• **What is expected**: Starting with the line that contains "pub fn listener_ports(&self)" and stopping after the line that contains "no partial output.", return each line below exactly as written, with no others.

Recorded data START

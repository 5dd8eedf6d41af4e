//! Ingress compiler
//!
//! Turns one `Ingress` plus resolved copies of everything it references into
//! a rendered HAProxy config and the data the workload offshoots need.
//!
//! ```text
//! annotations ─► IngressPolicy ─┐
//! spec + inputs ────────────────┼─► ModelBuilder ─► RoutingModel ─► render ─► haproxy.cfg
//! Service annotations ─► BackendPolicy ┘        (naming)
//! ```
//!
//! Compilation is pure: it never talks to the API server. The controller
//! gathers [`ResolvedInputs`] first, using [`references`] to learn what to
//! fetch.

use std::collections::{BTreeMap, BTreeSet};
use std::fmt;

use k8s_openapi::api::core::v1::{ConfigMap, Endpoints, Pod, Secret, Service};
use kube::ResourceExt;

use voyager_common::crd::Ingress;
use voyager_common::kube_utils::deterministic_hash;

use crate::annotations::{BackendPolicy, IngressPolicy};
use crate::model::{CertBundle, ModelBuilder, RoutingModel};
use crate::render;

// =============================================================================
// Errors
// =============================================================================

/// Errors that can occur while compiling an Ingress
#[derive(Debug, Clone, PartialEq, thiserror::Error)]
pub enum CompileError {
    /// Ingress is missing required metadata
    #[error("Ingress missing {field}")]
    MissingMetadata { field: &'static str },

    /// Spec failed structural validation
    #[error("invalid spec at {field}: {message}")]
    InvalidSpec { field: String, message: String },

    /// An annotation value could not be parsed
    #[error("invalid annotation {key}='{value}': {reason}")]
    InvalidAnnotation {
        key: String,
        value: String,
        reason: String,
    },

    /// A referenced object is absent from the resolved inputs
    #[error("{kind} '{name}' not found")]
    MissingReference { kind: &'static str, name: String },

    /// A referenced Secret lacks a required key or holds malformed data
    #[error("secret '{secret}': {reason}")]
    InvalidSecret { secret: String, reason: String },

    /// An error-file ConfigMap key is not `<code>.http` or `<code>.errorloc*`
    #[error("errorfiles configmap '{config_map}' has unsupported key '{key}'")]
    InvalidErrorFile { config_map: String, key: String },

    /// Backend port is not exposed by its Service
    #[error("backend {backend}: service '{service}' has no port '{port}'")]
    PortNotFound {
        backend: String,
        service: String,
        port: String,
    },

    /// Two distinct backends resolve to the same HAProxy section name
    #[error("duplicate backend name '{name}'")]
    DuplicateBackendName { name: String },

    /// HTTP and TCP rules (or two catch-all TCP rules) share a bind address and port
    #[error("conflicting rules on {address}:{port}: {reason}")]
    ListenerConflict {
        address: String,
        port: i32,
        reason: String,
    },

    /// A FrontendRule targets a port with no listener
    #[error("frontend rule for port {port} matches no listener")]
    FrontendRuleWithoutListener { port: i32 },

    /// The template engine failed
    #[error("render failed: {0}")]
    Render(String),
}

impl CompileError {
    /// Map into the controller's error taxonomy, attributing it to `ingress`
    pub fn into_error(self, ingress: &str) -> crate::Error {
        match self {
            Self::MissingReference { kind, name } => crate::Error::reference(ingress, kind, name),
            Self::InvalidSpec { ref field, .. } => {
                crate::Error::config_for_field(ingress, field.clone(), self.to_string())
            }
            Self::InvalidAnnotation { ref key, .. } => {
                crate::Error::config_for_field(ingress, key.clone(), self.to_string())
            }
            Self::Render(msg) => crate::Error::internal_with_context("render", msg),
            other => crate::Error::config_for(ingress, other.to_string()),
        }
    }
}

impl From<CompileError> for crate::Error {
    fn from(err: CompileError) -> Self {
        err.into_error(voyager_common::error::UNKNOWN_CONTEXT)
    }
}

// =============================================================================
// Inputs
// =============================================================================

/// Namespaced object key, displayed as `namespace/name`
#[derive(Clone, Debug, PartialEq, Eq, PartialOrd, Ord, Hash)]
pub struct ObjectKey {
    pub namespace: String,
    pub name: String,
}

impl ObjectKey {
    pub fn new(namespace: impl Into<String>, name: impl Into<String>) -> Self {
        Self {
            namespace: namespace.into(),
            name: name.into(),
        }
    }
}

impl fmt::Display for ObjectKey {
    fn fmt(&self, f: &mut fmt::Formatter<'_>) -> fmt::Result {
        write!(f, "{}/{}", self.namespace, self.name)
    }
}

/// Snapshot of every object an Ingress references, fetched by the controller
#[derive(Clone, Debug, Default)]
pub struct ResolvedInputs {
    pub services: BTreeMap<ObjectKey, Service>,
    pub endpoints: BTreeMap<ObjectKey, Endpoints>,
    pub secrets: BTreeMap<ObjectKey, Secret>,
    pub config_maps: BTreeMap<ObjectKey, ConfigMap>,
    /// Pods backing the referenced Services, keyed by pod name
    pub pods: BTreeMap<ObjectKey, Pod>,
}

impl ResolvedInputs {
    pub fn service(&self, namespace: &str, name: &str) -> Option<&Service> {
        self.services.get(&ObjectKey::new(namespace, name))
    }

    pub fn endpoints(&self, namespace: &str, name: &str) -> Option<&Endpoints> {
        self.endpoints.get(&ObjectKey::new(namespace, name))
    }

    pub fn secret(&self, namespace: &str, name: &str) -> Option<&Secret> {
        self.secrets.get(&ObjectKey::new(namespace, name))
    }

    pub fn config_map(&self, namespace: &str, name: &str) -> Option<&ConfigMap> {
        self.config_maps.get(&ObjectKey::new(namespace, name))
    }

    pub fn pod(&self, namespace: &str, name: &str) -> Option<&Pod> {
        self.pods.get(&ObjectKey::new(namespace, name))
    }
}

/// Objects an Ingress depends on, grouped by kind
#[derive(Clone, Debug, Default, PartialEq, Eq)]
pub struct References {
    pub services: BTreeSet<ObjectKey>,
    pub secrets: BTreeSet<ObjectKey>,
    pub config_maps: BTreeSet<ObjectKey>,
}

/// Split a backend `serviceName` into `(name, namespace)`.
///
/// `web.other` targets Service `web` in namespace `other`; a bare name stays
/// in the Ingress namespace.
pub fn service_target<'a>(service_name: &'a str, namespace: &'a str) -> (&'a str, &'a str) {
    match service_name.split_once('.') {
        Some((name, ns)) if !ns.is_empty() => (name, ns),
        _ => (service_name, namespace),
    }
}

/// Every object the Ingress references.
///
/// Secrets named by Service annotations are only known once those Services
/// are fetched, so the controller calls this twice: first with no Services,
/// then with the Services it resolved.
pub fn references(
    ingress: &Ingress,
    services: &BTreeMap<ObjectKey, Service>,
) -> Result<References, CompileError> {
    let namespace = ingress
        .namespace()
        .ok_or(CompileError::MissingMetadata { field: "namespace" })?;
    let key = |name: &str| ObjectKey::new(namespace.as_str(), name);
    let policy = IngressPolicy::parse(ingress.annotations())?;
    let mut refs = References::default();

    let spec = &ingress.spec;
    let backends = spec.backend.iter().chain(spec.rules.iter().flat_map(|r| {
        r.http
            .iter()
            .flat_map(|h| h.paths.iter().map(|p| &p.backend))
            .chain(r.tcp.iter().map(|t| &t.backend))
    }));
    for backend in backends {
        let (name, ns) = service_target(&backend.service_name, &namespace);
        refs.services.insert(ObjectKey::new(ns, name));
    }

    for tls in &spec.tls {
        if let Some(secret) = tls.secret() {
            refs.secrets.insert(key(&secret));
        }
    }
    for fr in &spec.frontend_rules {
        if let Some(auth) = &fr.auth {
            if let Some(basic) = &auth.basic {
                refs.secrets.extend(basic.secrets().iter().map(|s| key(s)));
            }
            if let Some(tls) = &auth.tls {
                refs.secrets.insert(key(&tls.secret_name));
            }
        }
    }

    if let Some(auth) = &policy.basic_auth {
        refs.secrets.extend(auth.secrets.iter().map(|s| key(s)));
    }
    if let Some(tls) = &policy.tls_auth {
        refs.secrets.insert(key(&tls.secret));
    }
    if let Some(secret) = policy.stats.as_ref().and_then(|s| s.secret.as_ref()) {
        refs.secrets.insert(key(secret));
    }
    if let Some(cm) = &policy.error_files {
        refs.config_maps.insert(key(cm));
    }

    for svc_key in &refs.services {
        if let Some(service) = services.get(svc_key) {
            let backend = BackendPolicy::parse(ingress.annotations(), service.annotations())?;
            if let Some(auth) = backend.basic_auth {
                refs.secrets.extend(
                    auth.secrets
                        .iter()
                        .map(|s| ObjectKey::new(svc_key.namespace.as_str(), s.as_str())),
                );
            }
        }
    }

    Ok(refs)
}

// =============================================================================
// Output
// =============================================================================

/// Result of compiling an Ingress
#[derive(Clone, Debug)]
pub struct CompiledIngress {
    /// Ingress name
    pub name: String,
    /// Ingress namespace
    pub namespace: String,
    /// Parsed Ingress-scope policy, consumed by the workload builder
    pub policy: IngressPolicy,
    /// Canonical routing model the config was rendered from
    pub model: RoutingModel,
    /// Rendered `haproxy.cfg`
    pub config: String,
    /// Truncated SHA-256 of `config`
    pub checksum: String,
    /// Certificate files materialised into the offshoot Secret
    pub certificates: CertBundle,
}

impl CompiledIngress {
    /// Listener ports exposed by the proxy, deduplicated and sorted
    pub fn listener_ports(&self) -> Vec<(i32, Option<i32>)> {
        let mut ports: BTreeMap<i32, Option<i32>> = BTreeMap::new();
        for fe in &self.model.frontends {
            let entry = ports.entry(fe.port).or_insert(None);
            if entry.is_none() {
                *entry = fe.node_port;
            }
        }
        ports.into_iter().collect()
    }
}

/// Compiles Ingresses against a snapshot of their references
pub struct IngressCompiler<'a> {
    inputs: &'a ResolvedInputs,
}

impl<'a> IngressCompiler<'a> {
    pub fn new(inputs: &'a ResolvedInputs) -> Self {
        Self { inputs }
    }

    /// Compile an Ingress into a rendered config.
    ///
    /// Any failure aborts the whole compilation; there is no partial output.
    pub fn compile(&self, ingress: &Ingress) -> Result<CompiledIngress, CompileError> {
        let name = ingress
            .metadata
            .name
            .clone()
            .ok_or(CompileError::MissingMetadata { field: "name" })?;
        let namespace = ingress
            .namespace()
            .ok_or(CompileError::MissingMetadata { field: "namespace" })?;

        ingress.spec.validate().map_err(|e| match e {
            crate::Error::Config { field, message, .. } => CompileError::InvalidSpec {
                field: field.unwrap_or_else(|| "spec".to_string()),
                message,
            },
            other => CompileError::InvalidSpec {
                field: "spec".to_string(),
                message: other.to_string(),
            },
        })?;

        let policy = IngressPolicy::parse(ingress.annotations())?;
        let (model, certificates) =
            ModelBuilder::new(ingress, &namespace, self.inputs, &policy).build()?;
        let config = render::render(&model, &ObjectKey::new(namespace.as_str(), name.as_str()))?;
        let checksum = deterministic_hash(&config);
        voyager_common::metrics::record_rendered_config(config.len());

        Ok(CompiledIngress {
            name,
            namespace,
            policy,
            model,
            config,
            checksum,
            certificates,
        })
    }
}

Recorded data END
Recorded data START

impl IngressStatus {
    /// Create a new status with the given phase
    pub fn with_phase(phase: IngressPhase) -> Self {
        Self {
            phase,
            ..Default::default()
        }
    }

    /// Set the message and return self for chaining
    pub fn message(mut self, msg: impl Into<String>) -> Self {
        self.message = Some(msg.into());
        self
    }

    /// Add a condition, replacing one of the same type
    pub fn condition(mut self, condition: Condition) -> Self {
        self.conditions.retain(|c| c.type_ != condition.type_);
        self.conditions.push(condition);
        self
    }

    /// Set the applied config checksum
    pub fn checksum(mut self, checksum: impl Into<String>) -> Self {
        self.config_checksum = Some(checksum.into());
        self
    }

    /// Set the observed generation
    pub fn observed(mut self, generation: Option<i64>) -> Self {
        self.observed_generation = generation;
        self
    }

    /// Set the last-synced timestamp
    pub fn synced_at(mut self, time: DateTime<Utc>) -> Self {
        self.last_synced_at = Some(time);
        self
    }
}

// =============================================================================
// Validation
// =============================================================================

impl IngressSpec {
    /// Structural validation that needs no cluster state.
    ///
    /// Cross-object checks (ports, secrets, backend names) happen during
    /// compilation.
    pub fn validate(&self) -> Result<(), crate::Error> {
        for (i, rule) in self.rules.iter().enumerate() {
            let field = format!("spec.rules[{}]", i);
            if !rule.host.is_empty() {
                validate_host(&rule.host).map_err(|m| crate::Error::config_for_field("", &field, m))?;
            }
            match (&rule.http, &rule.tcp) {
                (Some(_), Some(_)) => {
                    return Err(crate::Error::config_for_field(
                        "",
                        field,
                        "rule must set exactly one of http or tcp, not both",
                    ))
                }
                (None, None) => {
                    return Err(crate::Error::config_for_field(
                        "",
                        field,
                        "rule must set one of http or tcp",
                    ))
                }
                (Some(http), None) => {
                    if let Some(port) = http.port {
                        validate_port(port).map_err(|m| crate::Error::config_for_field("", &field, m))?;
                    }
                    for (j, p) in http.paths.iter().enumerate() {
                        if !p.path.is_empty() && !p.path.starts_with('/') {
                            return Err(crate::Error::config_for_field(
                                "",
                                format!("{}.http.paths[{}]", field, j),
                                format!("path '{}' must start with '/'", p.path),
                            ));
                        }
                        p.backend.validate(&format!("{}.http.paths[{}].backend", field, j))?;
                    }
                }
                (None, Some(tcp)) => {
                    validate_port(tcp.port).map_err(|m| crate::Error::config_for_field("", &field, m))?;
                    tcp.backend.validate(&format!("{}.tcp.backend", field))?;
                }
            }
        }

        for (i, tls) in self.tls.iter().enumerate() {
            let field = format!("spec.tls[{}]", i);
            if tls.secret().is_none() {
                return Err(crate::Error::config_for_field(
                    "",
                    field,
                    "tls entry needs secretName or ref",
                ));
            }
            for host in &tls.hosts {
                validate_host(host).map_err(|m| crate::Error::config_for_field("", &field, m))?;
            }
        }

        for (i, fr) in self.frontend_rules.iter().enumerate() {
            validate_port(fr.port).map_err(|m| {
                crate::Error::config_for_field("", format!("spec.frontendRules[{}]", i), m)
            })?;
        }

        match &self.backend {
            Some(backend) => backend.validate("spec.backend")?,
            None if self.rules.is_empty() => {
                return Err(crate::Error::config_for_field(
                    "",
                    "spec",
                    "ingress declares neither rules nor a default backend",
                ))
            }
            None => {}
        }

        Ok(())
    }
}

Recorded data END

• **Exercise solution**:
    pub fn listener_ports(&self) -> Vec<(i32, Option<i32>)> {
        let mut ports: BTreeMap<i32, Option<i32>> = BTreeMap::new();
        for fe in &self.model.frontends {
            let entry = ports.entry(fe.port).or_insert(None);
            if entry.is_none() {
                *entry = fe.node_port;
            }
        }
        ports.into_iter().collect()
    }
}

/// Compiles Ingresses against a snapshot of their references
pub struct IngressCompiler<'a> {
    inputs: &'a ResolvedInputs,
}

impl<'a> IngressCompiler<'a> {
    pub fn new(inputs: &'a ResolvedInputs) -> Self {
        Self { inputs }
    }

    /// Compile an Ingress into a rendered config.
    ///
    /// Any failure aborts the whole compilation; there is no partial output.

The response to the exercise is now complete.